- _TO DO_
Return every record exactly as it appears. Leave nothing out.

- _STORED DATA_
+++
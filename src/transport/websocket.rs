//! WebSocket transport built on `tokio-tungstenite`.

use std::{sync::Arc, time::Duration};

use async_trait::async_trait;
use bytes::Bytes;
use futures::{StreamExt, stream::SplitStream};
use tokio::{
    net::TcpStream,
    select,
    sync::Mutex,
    time::{sleep, timeout},
};
use tokio_tungstenite::{
    MaybeTlsStream,
    WebSocketStream,
    connect_async,
    tungstenite::protocol::Message,
};
use tokio_util::sync::CancellationToken;

use super::{Connection, FeedConnection, Transport};
use crate::error::TransportError;

type WsStream = WebSocketStream<MaybeTlsStream<TcpStream>>;

/// Dials `ws://` and `wss://` feed endpoints.
#[derive(Clone, Copy, Debug, Default)]
pub struct WebSocketTransport;

#[async_trait]
impl Transport for WebSocketTransport {
    async fn dial(&self, url: &str, dial_timeout: Duration) -> Result<Connection, TransportError> {
        let (stream, _response) = timeout(dial_timeout, connect_async(url))
            .await
            .map_err(|_| TransportError::DialTimeout(dial_timeout))?
            .map_err(|e| TransportError::Io(Box::new(e)))?;
        Ok(Arc::new(WebSocketConnection::new(stream)))
    }
}

/// Read side of a client WebSocket.
///
/// The write half is dropped on construction; the client never sends data
/// frames. Pings are answered by `tungstenite` while reading.
struct WebSocketConnection {
    reader: Mutex<SplitStream<WsStream>>,
    closed: CancellationToken,
}

impl WebSocketConnection {
    fn new(stream: WsStream) -> Self {
        let (_sink, reader) = stream.split();
        Self {
            reader: Mutex::new(reader),
            closed: CancellationToken::new(),
        }
    }

    async fn next_frame(&self) -> Result<Bytes, TransportError> {
        let mut reader = self.reader.lock().await;
        match reader.next().await {
            Some(Ok(Message::Binary(data))) => Ok(data),
            Some(Ok(Message::Text(text))) => Ok(Bytes::copy_from_slice(text.as_str().as_bytes())),
            Some(Ok(Message::Ping(_) | Message::Pong(_) | Message::Frame(_))) => Ok(Bytes::new()),
            Some(Ok(Message::Close(_))) | None => Err(TransportError::Closed),
            Some(Err(e)) => Err(TransportError::Io(Box::new(e))),
        }
    }
}

#[async_trait]
impl FeedConnection for WebSocketConnection {
    async fn read_frame(&self, idle_timeout: Duration) -> Result<Bytes, TransportError> {
        let deadline = async {
            if idle_timeout.is_zero() {
                std::future::pending::<()>().await;
            }
            sleep(idle_timeout).await;
        };
        select! {
            biased;

            () = self.closed.cancelled() => Err(TransportError::Closed),
            () = deadline => Err(TransportError::IdleTimeout(idle_timeout)),
            frame = self.next_frame() => frame,
        }
    }

    fn close(&self) { self.closed.cancel(); }
}

#[cfg(test)]
mod tests {
    use futures::SinkExt;
    use tokio::net::TcpListener;
    use tokio_tungstenite::accept_async;

    use super::*;

    async fn serve(messages: Vec<Message>, hold_open: bool) -> String {
        let listener = TcpListener::bind("127.0.0.1:0").await.expect("bind");
        let addr = listener.local_addr().expect("local_addr");
        tokio::spawn(async move {
            let (stream, _) = listener.accept().await.expect("accept");
            let mut ws = accept_async(stream).await.expect("handshake");
            for message in messages {
                ws.send(message).await.expect("send");
            }
            if hold_open {
                sleep(Duration::from_secs(30)).await;
            }
        });
        format!("ws://{addr}")
    }

    #[tokio::test]
    async fn reads_text_and_binary_frames() {
        let url = serve(
            vec![
                Message::Text("{\"version\":1}".into()),
                Message::Binary(Bytes::from_static(b"raw")),
                Message::Ping(Bytes::new()),
            ],
            true,
        )
        .await;
        let conn = WebSocketTransport
            .dial(&url, Duration::from_secs(5))
            .await
            .expect("dial");

        let idle = Duration::from_secs(5);
        assert_eq!(
            conn.read_frame(idle).await.expect("text"),
            Bytes::from_static(b"{\"version\":1}")
        );
        assert_eq!(
            conn.read_frame(idle).await.expect("binary"),
            Bytes::from_static(b"raw")
        );
        assert!(conn.read_frame(idle).await.expect("ping").is_empty());
    }

    #[tokio::test]
    async fn idle_connection_times_out() {
        let url = serve(Vec::new(), true).await;
        let conn = WebSocketTransport
            .dial(&url, Duration::from_secs(5))
            .await
            .expect("dial");
        let err = conn
            .read_frame(Duration::from_millis(50))
            .await
            .expect_err("idle read must fail");
        assert!(err.is_idle_timeout());
    }

    #[tokio::test]
    async fn close_wakes_pending_read() {
        let url = serve(Vec::new(), true).await;
        let conn = WebSocketTransport
            .dial(&url, Duration::from_secs(5))
            .await
            .expect("dial");
        let reader = {
            let conn = Arc::clone(&conn);
            tokio::spawn(async move { conn.read_frame(Duration::ZERO).await })
        };
        tokio::task::yield_now().await;
        conn.close();
        conn.close();
        let result = timeout(Duration::from_secs(1), reader)
            .await
            .expect("read unblocked")
            .expect("join");
        assert!(matches!(result, Err(TransportError::Closed)));
    }

    #[tokio::test]
    async fn peer_close_is_reported() {
        let url = serve(vec![Message::Close(None)], false).await;
        let conn = WebSocketTransport
            .dial(&url, Duration::from_secs(5))
            .await
            .expect("dial");
        let result = conn.read_frame(Duration::from_secs(5)).await;
        assert!(matches!(result, Err(TransportError::Closed)));
    }

    #[tokio::test]
    async fn refused_dial_is_an_io_error() {
        let listener = TcpListener::bind("127.0.0.1:0").await.expect("bind");
        let addr = listener.local_addr().expect("local_addr");
        drop(listener);
        let result = WebSocketTransport
            .dial(&format!("ws://{addr}"), Duration::from_secs(5))
            .await;
        assert!(matches!(result, Err(TransportError::Io(_))));
    }
}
+++
- _TASK SOLUTION_
filename src/transport/websocket.rs
//! WebSocket transport built on `tokio-tungstenite`.

use std::{sync::Arc, time::Duration};

use async_trait::async_trait;
use bytes::Bytes;
use futures::{StreamExt, stream::SplitStream};
use tokio::{
    net::TcpStream,
    select,
    sync::Mutex,
    time::{sleep, timeout},
};
use tokio_tungstenite::{
    MaybeTlsStream,
    WebSocketStream,
    connect_async,
    tungstenite::protocol::Message,
};
use tokio_util::sync::CancellationToken;

use super::{Connection, FeedConnection, Transport};
use crate::error::TransportError;

type WsStream = WebSocketStream<MaybeTlsStream<TcpStream>>;

/// Dials `ws://` and `wss://` feed endpoints.
#[derive(Clone, Copy, Debug, Default)]
pub struct WebSocketTransport;

#[async_trait]
impl Transport for WebSocketTransport {
    async fn dial(&self, url: &str, dial_timeout: Duration) -> Result<Connection, TransportError> {
        let (stream, _response) = timeout(dial_timeout, connect_async(url))
            .await
            .map_err(|_| TransportError::DialTimeout(dial_timeout))?
            .map_err(|e| TransportError::Io(Box::new(e)))?;
        Ok(Arc::new(WebSocketConnection::new(stream)))
    }
}

/// Read side of a client WebSocket.
///
/// The write half is dropped on construction; the client never sends data
/// frames. Pings are answered by `tungstenite` while reading.
struct WebSocketConnection {
    reader: Mutex<SplitStream<WsStream>>,
    closed: CancellationToken,
}

impl WebSocketConnection {
    fn new(stream: WsStream) -> Self {
        let (_sink, reader) = stream.split();
        Self {
            reader: Mutex::new(reader),
            closed: CancellationToken::new(),
        }
    }

    async fn next_frame(&self) -> Result<Bytes, TransportError> {
        let mut reader = self.reader.lock().await;
        match reader.next().await {
            Some(Ok(Message::Binary(data))) => Ok(data),
            Some(Ok(Message::Text(text))) => Ok(Bytes::copy_from_slice(text.as_str().as_bytes())),
            Some(Ok(Message::Ping(_) | Message::Pong(_) | Message::Frame(_))) => Ok(Bytes::new()),
            Some(Ok(Message::Close(_))) | None => Err(TransportError::Closed),
            Some(Err(e)) => Err(TransportError::Io(Box::new(e))),
        }
    }
}

#[async_trait]
impl FeedConnection for WebSocketConnection {
    async fn read_frame(&self, idle_timeout: Duration) -> Result<Bytes, TransportError> {
        let deadline = async {
            if idle_timeout.is_zero() {
                std::future::pending::<()>().await;
            }
            sleep(idle_timeout).await;
        };
        select! {
            biased;

            () = self.closed.cancelled() => Err(TransportError::Closed),
            () = deadline => Err(TransportError::IdleTimeout(idle_timeout)),
            frame = self.next_frame() => frame,
        }
    }

    fn close(&self) { self.closed.cancel(); }
}

#[cfg(test)]
mod tests {
    use futures::SinkExt;
    use tokio::net::TcpListener;
    use tokio_tungstenite::accept_async;

    use super::*;

    async fn serve(messages: Vec<Message>, hold_open: bool) -> String {
        let listener = TcpListener::bind("127.0.0.1:0").await.expect("bind");
        let addr = listener.local_addr().expect("local_addr");
        tokio::spawn(async move {
            let (stream, _) = listener.accept().await.expect("accept");
            let mut ws = accept_async(stream).await.expect("handshake");
            for message in messages {
                ws.send(message).await.expect("send");
            }
            if hold_open {
                sleep(Duration::from_secs(30)).await;
            }
        });
        format!("ws://{addr}")
    }

    #[tokio::test]
    async fn reads_text_and_binary_frames() {
        let url = serve(
            vec![
                Message::Text("{\"version\":1}".into()),
                Message::Binary(Bytes::from_static(b"raw")),
                Message::Ping(Bytes::new()),
            ],
            true,
        )
        .await;
        let conn = WebSocketTransport
            .dial(&url, Duration::from_secs(5))
            .await
            .expect("dial");

        let idle = Duration::from_secs(5);
        assert_eq!(
            conn.read_frame(idle).await.expect("text"),
            Bytes::from_static(b"{\"version\":1}")
        );
        assert_eq!(
            conn.read_frame(idle).await.expect("binary"),
            Bytes::from_static(b"raw")
        );
        assert!(conn.read_frame(idle).await.expect("ping").is_empty());
    }

    #[tokio::test]
    async fn idle_connection_times_out() {
        let url = serve(Vec::new(), true).await;
        let conn = WebSocketTransport
            .dial(&url, Duration::from_secs(5))
            .await
            .expect("dial");
        let err = conn
            .read_frame(Duration::from_millis(50))
            .await
            .expect_err("idle read must fail");
        assert!(err.is_idle_timeout());
    }

    #[tokio::test]
    async fn close_wakes_pending_read() {
        let url = serve(Vec::new(), true).await;
        let conn = WebSocketTransport
            .dial(&url, Duration::from_secs(5))
            .await
            .expect("dial");
        let reader = {
            let conn = Arc::clone(&conn);
            tokio::spawn(async move { conn.read_frame(Duration::ZERO).await })
        };
        tokio::task::yield_now().await;
        conn.close();
        conn.close();
        let result = timeout(Duration::from_secs(1), reader)
            .await
            .expect("read unblocked")
            .expect("join");
        assert!(matches!(result, Err(TransportError::Closed)));
    }

    #[tokio::test]
    async fn peer_close_is_reported() {
        let url = serve(vec![Message::Close(None)], false).await;
        let conn = WebSocketTransport
            .dial(&url, Duration::from_secs(5))
            .await
            .expect("dial");
        let result = conn.read_frame(Duration::from_secs(5)).await;
        assert!(matches!(result, Err(TransportError::Closed)));
    }

    #[tokio::test]
    async fn refused_dial_is_an_io_error() {
        let listener = TcpListener::bind("127.0.0.1:0").await.expect("bind");
        let addr = listener.local_addr().expect("local_addr");
        drop(listener);
        let result = WebSocketTransport
            .dial(&format!("ws://{addr}"), Duration::from_secs(5))
            .await;
        assert!(matches!(result, Err(TransportError::Io(_))));
    }
}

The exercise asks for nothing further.